Task objective:
Each line containing the string "left" should be copied out of the entries.

Records supplied:
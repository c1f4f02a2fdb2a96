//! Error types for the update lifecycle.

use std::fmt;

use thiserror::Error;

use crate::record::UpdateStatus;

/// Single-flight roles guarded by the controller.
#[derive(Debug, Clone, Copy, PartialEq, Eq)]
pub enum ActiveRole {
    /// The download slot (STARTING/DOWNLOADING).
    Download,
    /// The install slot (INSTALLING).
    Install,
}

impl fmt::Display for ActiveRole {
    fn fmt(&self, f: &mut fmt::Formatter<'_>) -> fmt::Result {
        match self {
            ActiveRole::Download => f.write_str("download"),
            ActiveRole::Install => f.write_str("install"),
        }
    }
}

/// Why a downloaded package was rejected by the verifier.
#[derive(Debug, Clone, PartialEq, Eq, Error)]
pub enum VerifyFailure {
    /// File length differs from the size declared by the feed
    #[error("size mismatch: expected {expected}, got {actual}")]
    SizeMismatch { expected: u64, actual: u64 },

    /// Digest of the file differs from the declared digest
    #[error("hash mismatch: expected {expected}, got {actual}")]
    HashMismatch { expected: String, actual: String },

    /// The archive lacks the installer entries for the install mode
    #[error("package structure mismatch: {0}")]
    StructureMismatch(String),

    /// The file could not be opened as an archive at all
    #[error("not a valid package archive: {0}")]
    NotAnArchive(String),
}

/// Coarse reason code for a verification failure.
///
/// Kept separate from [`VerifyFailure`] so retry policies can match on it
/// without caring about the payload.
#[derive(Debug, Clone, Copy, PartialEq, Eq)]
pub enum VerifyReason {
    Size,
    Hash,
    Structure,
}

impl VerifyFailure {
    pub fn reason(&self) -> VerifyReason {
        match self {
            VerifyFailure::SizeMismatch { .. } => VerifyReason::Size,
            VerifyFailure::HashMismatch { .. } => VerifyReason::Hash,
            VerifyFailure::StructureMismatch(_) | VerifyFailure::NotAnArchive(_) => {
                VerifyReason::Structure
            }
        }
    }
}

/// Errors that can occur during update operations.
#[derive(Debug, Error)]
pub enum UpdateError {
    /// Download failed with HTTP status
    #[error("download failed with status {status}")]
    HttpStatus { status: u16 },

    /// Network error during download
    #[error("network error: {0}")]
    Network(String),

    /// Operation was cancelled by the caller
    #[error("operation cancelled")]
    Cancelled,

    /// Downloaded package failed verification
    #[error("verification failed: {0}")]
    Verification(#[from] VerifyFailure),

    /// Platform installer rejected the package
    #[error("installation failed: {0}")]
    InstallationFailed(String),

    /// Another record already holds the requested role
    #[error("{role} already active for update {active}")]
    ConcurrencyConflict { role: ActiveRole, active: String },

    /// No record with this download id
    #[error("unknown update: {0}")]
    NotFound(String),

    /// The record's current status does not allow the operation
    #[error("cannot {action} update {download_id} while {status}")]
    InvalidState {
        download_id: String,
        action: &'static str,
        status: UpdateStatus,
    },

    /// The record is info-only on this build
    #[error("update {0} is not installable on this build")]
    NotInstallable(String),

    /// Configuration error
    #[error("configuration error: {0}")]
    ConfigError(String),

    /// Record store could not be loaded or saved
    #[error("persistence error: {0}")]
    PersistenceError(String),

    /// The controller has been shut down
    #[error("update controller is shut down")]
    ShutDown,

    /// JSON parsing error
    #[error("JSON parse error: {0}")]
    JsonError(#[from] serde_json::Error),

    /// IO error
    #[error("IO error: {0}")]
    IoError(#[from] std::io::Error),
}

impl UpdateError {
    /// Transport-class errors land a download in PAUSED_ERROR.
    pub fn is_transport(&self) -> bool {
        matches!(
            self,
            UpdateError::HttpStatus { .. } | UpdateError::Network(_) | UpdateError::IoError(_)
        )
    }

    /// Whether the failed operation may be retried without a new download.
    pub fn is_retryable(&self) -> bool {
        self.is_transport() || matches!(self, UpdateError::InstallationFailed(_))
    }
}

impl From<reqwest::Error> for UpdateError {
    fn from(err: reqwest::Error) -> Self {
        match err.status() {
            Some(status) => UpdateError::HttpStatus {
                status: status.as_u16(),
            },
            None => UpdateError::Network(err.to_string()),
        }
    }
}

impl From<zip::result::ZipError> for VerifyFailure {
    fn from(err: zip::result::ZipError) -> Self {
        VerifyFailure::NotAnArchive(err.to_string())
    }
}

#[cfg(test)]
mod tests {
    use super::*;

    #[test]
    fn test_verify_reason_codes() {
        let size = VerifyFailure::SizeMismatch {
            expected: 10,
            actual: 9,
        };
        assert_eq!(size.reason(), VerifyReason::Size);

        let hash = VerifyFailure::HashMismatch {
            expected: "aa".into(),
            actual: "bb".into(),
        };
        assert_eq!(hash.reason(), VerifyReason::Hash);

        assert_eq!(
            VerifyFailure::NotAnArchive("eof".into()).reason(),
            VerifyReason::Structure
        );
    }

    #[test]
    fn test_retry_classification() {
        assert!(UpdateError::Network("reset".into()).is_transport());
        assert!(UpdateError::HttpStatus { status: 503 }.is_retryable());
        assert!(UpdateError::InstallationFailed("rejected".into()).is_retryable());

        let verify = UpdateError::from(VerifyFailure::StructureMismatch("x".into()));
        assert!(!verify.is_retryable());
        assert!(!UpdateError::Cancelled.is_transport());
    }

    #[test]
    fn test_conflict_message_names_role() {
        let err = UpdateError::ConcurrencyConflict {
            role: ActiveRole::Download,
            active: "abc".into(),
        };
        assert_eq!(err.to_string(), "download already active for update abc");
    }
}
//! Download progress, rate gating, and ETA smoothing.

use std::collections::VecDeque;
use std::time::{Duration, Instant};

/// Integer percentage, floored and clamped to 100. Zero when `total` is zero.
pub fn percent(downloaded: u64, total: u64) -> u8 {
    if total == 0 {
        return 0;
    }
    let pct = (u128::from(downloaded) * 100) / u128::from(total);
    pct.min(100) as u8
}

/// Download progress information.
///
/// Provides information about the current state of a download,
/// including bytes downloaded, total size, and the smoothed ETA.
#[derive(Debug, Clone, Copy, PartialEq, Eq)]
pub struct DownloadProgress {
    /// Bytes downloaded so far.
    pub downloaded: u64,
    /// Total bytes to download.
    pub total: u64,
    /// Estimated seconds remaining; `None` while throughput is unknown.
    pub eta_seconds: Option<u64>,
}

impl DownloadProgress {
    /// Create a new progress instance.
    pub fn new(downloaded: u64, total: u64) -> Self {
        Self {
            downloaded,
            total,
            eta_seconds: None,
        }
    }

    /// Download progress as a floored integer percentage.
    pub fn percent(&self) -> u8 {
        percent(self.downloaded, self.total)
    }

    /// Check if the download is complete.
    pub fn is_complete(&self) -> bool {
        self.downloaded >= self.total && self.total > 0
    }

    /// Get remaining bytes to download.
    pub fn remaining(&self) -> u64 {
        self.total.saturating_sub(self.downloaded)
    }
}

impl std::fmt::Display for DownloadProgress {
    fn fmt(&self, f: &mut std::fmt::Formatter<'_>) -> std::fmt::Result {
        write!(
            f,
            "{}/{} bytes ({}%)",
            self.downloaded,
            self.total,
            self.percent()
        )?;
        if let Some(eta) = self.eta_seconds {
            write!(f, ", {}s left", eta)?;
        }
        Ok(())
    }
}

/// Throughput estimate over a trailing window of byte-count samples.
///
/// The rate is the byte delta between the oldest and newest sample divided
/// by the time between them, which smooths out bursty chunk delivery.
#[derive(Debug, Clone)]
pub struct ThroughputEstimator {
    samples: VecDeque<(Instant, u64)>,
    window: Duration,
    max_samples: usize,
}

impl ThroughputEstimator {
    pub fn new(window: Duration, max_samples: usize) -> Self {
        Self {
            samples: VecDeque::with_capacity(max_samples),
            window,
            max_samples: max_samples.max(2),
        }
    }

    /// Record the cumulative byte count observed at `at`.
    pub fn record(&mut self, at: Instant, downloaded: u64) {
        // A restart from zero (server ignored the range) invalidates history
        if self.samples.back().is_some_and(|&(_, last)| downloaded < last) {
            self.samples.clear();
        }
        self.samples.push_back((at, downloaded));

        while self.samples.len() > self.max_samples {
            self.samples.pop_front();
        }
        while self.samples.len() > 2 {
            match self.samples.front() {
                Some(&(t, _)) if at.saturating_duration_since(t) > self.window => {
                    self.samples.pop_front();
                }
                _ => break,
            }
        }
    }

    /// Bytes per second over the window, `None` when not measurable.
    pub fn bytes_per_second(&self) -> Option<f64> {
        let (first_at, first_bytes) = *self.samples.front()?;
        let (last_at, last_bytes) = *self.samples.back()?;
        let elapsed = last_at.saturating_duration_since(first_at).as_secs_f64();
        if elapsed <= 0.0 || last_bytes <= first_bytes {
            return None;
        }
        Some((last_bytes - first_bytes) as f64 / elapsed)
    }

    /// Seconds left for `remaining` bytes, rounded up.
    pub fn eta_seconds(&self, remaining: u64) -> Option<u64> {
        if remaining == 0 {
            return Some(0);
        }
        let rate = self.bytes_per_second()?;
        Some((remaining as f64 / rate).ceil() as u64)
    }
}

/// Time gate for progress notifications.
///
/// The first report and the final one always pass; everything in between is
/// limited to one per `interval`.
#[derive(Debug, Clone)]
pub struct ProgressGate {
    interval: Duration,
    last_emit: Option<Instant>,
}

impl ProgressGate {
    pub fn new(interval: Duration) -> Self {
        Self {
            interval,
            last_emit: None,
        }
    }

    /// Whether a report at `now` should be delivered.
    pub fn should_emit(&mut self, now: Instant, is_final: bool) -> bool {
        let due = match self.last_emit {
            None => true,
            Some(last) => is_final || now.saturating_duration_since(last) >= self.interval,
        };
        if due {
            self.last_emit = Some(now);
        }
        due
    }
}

==

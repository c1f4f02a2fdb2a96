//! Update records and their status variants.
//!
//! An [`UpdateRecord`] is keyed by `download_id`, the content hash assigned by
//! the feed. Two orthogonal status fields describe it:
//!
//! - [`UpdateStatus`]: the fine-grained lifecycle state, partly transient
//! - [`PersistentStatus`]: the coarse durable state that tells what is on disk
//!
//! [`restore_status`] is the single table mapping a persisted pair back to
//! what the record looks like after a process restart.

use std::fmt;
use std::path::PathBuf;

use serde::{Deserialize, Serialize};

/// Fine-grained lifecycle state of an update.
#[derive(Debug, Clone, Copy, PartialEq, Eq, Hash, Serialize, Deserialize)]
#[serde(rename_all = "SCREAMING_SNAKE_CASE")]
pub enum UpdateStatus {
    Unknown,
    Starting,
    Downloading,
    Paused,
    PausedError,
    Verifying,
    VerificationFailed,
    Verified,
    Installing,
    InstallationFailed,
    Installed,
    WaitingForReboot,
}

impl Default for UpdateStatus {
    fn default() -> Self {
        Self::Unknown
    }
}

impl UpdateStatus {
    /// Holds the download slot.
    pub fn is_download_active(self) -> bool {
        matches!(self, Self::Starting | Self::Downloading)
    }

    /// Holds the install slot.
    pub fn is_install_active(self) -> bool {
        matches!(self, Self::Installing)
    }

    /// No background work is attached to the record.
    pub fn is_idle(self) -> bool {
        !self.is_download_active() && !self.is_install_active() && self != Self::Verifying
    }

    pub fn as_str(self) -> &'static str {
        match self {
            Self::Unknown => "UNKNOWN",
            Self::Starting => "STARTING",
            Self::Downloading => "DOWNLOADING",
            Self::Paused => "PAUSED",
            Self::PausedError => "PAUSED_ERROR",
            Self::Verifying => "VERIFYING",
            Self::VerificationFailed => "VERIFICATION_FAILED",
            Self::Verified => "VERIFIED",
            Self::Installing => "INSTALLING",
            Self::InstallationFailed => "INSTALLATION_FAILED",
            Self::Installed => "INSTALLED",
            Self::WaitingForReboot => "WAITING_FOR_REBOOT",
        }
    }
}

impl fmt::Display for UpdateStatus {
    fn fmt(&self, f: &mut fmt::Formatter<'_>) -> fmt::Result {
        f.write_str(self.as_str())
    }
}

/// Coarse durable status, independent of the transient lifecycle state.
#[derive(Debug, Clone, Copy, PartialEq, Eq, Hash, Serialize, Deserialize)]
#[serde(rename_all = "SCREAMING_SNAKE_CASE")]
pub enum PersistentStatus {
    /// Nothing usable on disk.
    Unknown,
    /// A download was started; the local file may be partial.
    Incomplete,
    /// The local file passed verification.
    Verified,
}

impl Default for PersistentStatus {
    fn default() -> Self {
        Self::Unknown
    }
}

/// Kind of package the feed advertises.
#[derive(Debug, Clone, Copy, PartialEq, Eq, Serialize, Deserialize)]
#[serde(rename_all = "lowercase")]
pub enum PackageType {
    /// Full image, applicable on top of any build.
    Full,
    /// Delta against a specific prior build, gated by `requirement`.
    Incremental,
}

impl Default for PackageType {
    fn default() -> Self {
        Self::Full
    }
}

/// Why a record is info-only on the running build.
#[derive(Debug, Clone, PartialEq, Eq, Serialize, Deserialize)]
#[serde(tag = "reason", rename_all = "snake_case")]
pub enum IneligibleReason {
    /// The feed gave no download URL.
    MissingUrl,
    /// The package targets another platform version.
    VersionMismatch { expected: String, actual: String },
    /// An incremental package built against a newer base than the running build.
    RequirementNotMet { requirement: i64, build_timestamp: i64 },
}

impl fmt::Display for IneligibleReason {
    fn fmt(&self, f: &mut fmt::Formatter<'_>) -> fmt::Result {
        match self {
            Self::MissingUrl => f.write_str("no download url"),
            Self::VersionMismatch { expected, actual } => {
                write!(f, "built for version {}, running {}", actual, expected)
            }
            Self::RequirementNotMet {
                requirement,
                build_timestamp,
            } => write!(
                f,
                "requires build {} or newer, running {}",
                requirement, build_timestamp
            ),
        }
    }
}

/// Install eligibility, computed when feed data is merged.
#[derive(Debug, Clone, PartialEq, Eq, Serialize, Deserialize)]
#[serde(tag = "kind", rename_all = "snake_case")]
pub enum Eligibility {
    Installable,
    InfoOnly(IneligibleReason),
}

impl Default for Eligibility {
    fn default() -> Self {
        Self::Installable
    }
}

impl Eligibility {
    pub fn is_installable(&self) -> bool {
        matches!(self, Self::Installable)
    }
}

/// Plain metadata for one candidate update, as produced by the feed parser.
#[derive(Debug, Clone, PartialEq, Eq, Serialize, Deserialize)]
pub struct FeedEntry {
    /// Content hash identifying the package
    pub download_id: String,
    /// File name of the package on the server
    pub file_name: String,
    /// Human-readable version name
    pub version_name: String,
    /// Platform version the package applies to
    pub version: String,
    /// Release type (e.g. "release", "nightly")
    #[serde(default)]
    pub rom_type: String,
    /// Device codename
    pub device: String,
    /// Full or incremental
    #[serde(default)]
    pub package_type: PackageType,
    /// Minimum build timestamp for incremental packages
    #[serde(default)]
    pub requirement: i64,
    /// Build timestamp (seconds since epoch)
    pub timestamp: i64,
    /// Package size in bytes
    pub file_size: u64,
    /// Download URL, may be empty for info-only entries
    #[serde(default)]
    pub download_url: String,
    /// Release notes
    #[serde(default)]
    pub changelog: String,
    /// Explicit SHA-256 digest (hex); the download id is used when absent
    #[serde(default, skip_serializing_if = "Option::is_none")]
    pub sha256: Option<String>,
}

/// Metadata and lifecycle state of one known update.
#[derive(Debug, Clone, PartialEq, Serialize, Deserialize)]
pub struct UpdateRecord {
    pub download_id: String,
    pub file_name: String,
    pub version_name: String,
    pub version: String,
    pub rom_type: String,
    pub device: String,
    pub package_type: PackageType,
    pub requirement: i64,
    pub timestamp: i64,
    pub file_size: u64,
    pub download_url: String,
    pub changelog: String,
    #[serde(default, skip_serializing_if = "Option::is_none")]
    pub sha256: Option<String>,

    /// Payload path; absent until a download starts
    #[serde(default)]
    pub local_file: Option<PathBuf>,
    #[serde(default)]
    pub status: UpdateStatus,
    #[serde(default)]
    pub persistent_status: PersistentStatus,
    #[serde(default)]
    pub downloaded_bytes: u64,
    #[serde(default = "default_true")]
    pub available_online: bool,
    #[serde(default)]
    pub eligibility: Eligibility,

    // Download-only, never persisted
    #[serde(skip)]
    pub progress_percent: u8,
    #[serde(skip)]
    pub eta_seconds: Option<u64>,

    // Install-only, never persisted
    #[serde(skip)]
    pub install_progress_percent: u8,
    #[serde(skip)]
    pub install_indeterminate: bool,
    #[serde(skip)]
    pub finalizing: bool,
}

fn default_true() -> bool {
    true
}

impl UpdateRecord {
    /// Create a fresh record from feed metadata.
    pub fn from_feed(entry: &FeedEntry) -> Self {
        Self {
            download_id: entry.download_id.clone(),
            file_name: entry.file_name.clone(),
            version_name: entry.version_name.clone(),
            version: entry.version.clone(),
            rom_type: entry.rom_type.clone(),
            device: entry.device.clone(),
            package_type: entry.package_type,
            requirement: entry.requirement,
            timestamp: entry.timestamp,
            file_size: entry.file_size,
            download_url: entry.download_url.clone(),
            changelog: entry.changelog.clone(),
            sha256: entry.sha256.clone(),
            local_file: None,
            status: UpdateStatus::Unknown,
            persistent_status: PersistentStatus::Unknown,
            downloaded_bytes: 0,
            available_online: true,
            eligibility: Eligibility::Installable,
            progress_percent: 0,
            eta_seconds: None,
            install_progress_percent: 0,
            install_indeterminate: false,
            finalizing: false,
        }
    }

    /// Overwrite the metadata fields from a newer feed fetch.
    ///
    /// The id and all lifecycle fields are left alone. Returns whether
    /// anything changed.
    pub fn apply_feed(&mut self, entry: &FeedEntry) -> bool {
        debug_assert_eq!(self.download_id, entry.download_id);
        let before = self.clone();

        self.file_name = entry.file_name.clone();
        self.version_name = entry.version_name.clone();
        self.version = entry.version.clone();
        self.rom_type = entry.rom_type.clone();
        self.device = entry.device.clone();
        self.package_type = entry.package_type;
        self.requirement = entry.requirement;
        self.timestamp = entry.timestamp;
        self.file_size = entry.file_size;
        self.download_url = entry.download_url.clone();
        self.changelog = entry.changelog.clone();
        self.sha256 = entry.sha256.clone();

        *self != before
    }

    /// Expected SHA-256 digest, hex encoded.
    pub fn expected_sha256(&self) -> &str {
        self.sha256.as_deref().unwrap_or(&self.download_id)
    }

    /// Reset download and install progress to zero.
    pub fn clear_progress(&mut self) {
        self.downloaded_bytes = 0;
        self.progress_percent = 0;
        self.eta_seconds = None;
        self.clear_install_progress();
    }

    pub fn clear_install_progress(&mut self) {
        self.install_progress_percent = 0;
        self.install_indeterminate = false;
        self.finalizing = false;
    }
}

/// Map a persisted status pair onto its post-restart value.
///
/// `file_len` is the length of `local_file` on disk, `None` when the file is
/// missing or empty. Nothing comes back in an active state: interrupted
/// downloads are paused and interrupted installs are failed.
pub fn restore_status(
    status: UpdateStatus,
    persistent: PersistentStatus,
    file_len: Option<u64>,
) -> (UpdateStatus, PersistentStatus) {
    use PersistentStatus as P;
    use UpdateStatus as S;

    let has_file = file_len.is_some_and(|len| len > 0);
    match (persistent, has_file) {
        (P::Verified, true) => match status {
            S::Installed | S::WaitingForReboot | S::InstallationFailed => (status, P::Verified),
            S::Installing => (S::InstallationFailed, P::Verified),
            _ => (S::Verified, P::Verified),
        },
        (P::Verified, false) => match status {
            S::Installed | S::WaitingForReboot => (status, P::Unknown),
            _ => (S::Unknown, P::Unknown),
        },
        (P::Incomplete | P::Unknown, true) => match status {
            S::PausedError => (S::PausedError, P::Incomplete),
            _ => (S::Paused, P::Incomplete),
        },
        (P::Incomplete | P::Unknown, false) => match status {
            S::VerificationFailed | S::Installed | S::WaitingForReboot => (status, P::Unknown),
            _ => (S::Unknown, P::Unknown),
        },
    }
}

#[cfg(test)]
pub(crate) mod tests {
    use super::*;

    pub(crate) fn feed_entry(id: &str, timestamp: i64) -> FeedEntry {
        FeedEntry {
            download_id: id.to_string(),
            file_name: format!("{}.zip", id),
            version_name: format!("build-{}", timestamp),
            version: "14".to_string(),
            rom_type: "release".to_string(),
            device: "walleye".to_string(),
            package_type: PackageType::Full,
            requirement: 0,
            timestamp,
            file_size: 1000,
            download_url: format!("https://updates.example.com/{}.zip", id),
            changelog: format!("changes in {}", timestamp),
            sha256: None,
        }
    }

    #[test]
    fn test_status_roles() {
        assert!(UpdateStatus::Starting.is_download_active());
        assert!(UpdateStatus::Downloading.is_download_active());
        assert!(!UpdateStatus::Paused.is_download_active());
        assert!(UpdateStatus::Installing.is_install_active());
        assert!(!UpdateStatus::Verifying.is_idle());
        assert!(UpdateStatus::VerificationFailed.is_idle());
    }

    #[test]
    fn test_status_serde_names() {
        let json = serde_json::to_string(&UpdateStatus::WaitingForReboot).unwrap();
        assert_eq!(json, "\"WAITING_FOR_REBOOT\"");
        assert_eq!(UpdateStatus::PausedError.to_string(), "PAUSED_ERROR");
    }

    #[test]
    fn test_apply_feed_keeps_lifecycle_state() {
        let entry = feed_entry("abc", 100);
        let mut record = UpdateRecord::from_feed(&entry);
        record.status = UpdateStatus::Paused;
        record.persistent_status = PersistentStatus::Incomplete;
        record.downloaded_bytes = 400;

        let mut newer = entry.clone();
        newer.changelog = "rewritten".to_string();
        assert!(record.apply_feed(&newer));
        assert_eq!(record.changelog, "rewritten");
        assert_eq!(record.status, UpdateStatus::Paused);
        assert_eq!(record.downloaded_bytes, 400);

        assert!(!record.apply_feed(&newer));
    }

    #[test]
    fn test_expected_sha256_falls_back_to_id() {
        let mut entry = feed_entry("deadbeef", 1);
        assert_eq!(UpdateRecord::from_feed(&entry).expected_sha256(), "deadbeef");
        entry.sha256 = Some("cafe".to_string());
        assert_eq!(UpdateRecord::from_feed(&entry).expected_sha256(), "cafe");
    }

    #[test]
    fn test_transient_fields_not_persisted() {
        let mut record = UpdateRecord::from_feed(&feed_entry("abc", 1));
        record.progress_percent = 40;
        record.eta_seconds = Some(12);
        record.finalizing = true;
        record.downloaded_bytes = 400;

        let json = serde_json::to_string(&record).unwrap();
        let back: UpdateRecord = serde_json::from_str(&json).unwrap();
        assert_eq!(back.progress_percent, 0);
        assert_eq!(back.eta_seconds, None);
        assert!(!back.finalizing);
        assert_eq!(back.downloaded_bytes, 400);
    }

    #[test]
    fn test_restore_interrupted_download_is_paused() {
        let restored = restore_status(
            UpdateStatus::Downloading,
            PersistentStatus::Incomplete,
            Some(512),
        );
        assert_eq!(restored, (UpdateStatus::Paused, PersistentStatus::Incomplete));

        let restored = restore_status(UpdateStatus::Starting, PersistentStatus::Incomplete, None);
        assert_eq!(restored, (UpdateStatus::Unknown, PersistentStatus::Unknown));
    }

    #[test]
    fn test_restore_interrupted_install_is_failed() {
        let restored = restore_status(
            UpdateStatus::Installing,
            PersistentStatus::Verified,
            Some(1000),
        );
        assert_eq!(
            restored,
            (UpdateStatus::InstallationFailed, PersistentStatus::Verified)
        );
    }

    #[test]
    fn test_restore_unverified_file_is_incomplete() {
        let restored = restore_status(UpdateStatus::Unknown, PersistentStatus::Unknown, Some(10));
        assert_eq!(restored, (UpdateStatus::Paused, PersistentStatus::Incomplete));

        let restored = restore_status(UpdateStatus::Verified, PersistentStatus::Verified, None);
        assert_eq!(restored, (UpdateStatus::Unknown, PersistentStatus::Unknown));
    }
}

Solution to the exercise:
            write!(f, ", {}s left", eta)?;
    /// Seconds left for `remaining` bytes, rounded up.
    /// The id and all lifecycle fields are left alone. Returns whether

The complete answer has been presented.